- _ACTIVITY_: Reproduce all of the data exactly as written.

- _THE RECORDS_:
//! [`Command`] for authorizing a [`User`].

use common::operations::{By, Select};
use derive_more::{Display, Error, From};
use jsonwebtoken::Validation;
use tracerr::Traced;

use crate::{
    domain::{
        user::{self, session, Session},
        User,
    },
    infra::{database, Database},
    Service,
};

use super::Command;

/// [`Command`] for authorizing a [`User`].
#[derive(Clone, Debug, From)]
pub struct AuthorizeUserSession {
    /// [`Session`] token to authorize.
    pub token: session::Token,
}

impl<Db> Command<AuthorizeUserSession> for Service<Db>
where
    Db: Database<
        Select<By<Option<User>, user::Id>>,
        Ok = Option<User>,
        Err = Traced<database::Error>,
    >,
{
    type Ok = Session;
    type Err = Traced<ExecutionError>;

    async fn execute(
        &self,
        cmd: AuthorizeUserSession,
    ) -> Result<Self::Ok, Self::Err> {
        use ExecutionError as E;

        let AuthorizeUserSession { token } = cmd;

        let session = jsonwebtoken::decode::<Session>(
            token.as_ref(),
            &self.config.jwt_decoding_key,
            &Validation::default(),
        )
        .map_err(tracerr::from_and_wrap!(=> E))?
        .claims;

        drop(
            self.database()
                .execute(Select(By::new(session.user_id)))
                .await
                .map_err(tracerr::map_from_and_wrap!(=> E))?
                .ok_or_else(|| E::UserNotExists(session.user_id))
                .map_err(tracerr::wrap!())?,
        );

        Ok(session)
    }
}

/// Error of [`AuthorizeUserSession`] [`Command`] execution.
#[derive(Debug, Display, Error, From)]
pub enum ExecutionError {
    /// [`Database`] error.
    #[display("`Database` operation failed: {_0}")]
    Db(database::Error),

    /// [`jsonwebtoken`] decoding error.
    #[display("Failed to decode a JSON Web Token: {_0}")]
    JsonWebTokenDecodeError(jsonwebtoken::errors::Error),

    /// [`User`] the [`Session`] belongs to does not exist.
    #[display("`User(id: {_0})` does not exist")]
    #[from(ignore)]
    UserNotExists(#[error(not(source))] user::Id),
}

- _WORKED SOLUTION_:
//! [`Command`] for authorizing a [`User`].

use common::operations::{By, Select};
use derive_more::{Display, Error, From};
use jsonwebtoken::Validation;
use tracerr::Traced;

use crate::{
    domain::{
        user::{self, session, Session},
        User,
    },
    infra::{database, Database},
    Service,
};

use super::Command;

/// [`Command`] for authorizing a [`User`].
#[derive(Clone, Debug, From)]
pub struct AuthorizeUserSession {
    /// [`Session`] token to authorize.
    pub token: session::Token,
}

impl<Db> Command<AuthorizeUserSession> for Service<Db>
where
    Db: Database<
        Select<By<Option<User>, user::Id>>,
        Ok = Option<User>,
        Err = Traced<database::Error>,
    >,
{
    type Ok = Session;
    type Err = Traced<ExecutionError>;

    async fn execute(
        &self,
        cmd: AuthorizeUserSession,
    ) -> Result<Self::Ok, Self::Err> {
        use ExecutionError as E;

        let AuthorizeUserSession { token } = cmd;

        let session = jsonwebtoken::decode::<Session>(
            token.as_ref(),
            &self.config.jwt_decoding_key,
            &Validation::default(),
        )
        .map_err(tracerr::from_and_wrap!(=> E))?
        .claims;

        drop(
            self.database()
                .execute(Select(By::new(session.user_id)))
                .await
                .map_err(tracerr::map_from_and_wrap!(=> E))?
                .ok_or_else(|| E::UserNotExists(session.user_id))
                .map_err(tracerr::wrap!())?,
        );

        Ok(session)
    }
}

/// Error of [`AuthorizeUserSession`] [`Command`] execution.
#[derive(Debug, Display, Error, From)]
pub enum ExecutionError {
    /// [`Database`] error.
    #[display("`Database` operation failed: {_0}")]
    Db(database::Error),

    /// [`jsonwebtoken`] decoding error.
    #[display("Failed to decode a JSON Web Token: {_0}")]
    JsonWebTokenDecodeError(jsonwebtoken::errors::Error),

    /// [`User`] the [`Session`] belongs to does not exist.
    #[display("`User(id: {_0})` does not exist")]
    #[from(ignore)]
    UserNotExists(#[error(not(source))] user::Id),
}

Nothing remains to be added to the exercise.